Featured work by students Yamilex Rodriguez Mojica, Adriana Guardiola, Kathia Carrion. The majority of photos should be credited to Yamilex Rodriguez Mojica from the project Apagados. The notebook and photo by the waterfront is is part of her preliminary work. Adriana’s project was a visualization kit for creating small scale models of possible reuse of fallen trees. Kathia’s project was an ‘Emotional regulator’ a folding poster with different lists of hurricane preparedness tasks. It is meant to be used for families and groups, so tasks can be assigned to each member.
Dr. María de Mater O’Neill is the Head Researcher and Creative Director of Rubberband Design Studio, LLP and a Fulbright Specialist Roster candidate. She is the recipient of a Round Four of the Presidential Design’s Federal Design Achievement Award for Catalog Design (United States), and II Iberoamerican Design Biennal’s BID Prize for Exhibition Design (Spain). Her practice-based doctoral research initiative “Developing Methods of Resilience for Design Practice” is a design model intended to improve real-time resilience thinking for designers working under a variety of types of economic and socio-cultural stressors. O’Neill is a cultural producer; last project was research and exhibition of participatory and community design in Puerto Rico. “Listening to their Voices” research was published in Dialectic (2018, Michigan Publishing) and the project won an honorary award from the 15th Biennial of Architecture in Puerto Rico.

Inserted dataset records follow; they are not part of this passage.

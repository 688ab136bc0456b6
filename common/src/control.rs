//! In-band control tokens.
//!
//! Control messages are short ASCII tokens. On the multicast path they are
//! carried in a fixed-size, NUL-padded frame of [`CONTROL_FRAME_SIZE`] bytes
//! so a receiver can tell them apart from audio datagrams by size first and
//! by content second. On the recovery channel they travel as
//! newline-terminated lines.
//!
//! The size-then-prefix check is ambiguous: an audio datagram whose wire
//! size equals the control frame size and whose bytes happen to spell a
//! control token is misread as control. A reserved header byte would remove
//! the ambiguity but changes the wire protocol.

use std::fmt;

use thiserror::Error;

/// Wire size of a multicast control frame.
pub const CONTROL_FRAME_SIZE: usize = 64;

const INIT_PREFIX: &str = "<stream length=";
const ACK_PREFIX: &str = "<ack>stream</ack>";
const MISSING_OPEN: &str = "<missing>";
const MISSING_CLOSE: &str = "</missing>";
const FINALIZE: &str = "</stream>";

#[derive(Error, Debug, Clone, PartialEq, Eq)]
pub enum ControlError {
    #[error("unrecognized control token: {0:?}")]
    Unrecognized(String),

    #[error("control token does not fit a {CONTROL_FRAME_SIZE}-byte frame: {0} bytes")]
    FrameOverflow(usize),
}

/// A parsed control message.
#[derive(Debug, Clone, PartialEq, Eq)]
pub enum ControlMessage {
    /// `<stream length=N>`: a new song of N datagrams starts.
    StreamInit { expected_count: u32 },

    /// `<ack>stream</ack>N`: a client accepted a stream of N datagrams.
    InitAck { expected_count: u32 },

    /// `<missing>n1 n2 ... </missing>`: sequence numbers to replay.
    Missing(Vec<u32>),

    /// `</stream>`: the sender finished transmitting the current song.
    Finalize,
}

impl ControlMessage {
    // ---
    /// Renders the ASCII token for this message.
    pub fn to_token(&self) -> String {
        // ---
        match self {
            ControlMessage::StreamInit { expected_count } => {
                format!("{INIT_PREFIX}{expected_count}>")
            }
            ControlMessage::InitAck { expected_count } => format!("{ACK_PREFIX}{expected_count}"),
            ControlMessage::Missing(sequences) => {
                let mut token = String::from(MISSING_OPEN);
                for seq in sequences {
                    token.push_str(&seq.to_string());
                    token.push(' ');
                }
                token.push_str(MISSING_CLOSE);
                token
            }
            ControlMessage::Finalize => FINALIZE.to_string(),
        }
    }

    /// Renders a newline-terminated line for the recovery channel.
    pub fn to_line(&self) -> String {
        // ---
        let mut line = self.to_token();
        line.push('\n');
        line
    }

    /// Renders a fixed-size multicast control frame.
    ///
    /// # Errors
    ///
    /// Returns [`ControlError::FrameOverflow`] if the token is longer than
    /// [`CONTROL_FRAME_SIZE`].
    pub fn encode_frame(&self) -> Result<Vec<u8>, ControlError> {
        // ---
        let token = self.to_token();
        if token.len() > CONTROL_FRAME_SIZE {
            return Err(ControlError::FrameOverflow(token.len()));
        }

        let mut frame = vec![0u8; CONTROL_FRAME_SIZE];
        frame[..token.len()].copy_from_slice(token.as_bytes());
        Ok(frame)
    }

    /// Parses a control token from raw bytes.
    ///
    /// Trailing NUL padding and surrounding whitespace are ignored.
    ///
    /// # Errors
    ///
    /// Returns [`ControlError::Unrecognized`] if the bytes are not a
    /// well-formed control token.
    pub fn parse(data: &[u8]) -> Result<Self, ControlError> {
        // ---
        let end = data.iter().position(|&b| b == 0).unwrap_or(data.len());
        let text = std::str::from_utf8(&data[..end])
            .map_err(|_| ControlError::Unrecognized(String::from_utf8_lossy(data).into_owned()))?
            .trim();

        let unrecognized = || ControlError::Unrecognized(text.to_string());

        if text == FINALIZE {
            return Ok(ControlMessage::Finalize);
        }

        if let Some(rest) = text.strip_prefix(INIT_PREFIX) {
            let count = rest.strip_suffix('>').ok_or_else(unrecognized)?;
            let expected_count = count.trim().parse().map_err(|_| unrecognized())?;
            return Ok(ControlMessage::StreamInit { expected_count });
        }

        if let Some(rest) = text.strip_prefix(ACK_PREFIX) {
            let expected_count = rest.trim().parse().map_err(|_| unrecognized())?;
            return Ok(ControlMessage::InitAck { expected_count });
        }

        if let Some(rest) = text.strip_prefix(MISSING_OPEN) {
            let body = rest.strip_suffix(MISSING_CLOSE).ok_or_else(unrecognized)?;
            let sequences = body
                .split_whitespace()
                .map(|n| n.parse::<u32>())
                .collect::<Result<Vec<_>, _>>()
                .map_err(|_| unrecognized())?;
            return Ok(ControlMessage::Missing(sequences));
        }

        Err(unrecognized())
    }

    /// Returns `true` if `data` looks like a multicast control frame.
    ///
    /// Only the size and a parseable token are checked.
    pub fn is_control_frame(data: &[u8]) -> bool {
        data.len() == CONTROL_FRAME_SIZE && Self::parse(data).is_ok()
    }
}

impl fmt::Display for ControlMessage {
    fn fmt(&self, f: &mut fmt::Formatter<'_>) -> fmt::Result {
        f.write_str(&self.to_token())
    }
}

Dr. Lesley Anne Noel is Associate Director for Design Thinking for Social Innovation and a Professor of Practice in Design Thinking at the Tayloe Center for Social Innovation and Design Thinking at Tulane University. In 2018–2019 she was a Teaching Fellow / Lecturer at d.school and Center for Ocean Solutions at Stanford University. She has a Bacharelado (equivalent to bachelor’s degree) in Industrial Design from Universidade Federal do Paraná and a Master’s degree in Business Administration from the University of the West Indies. She completed her doctoral studies in Design at North Carolina State University.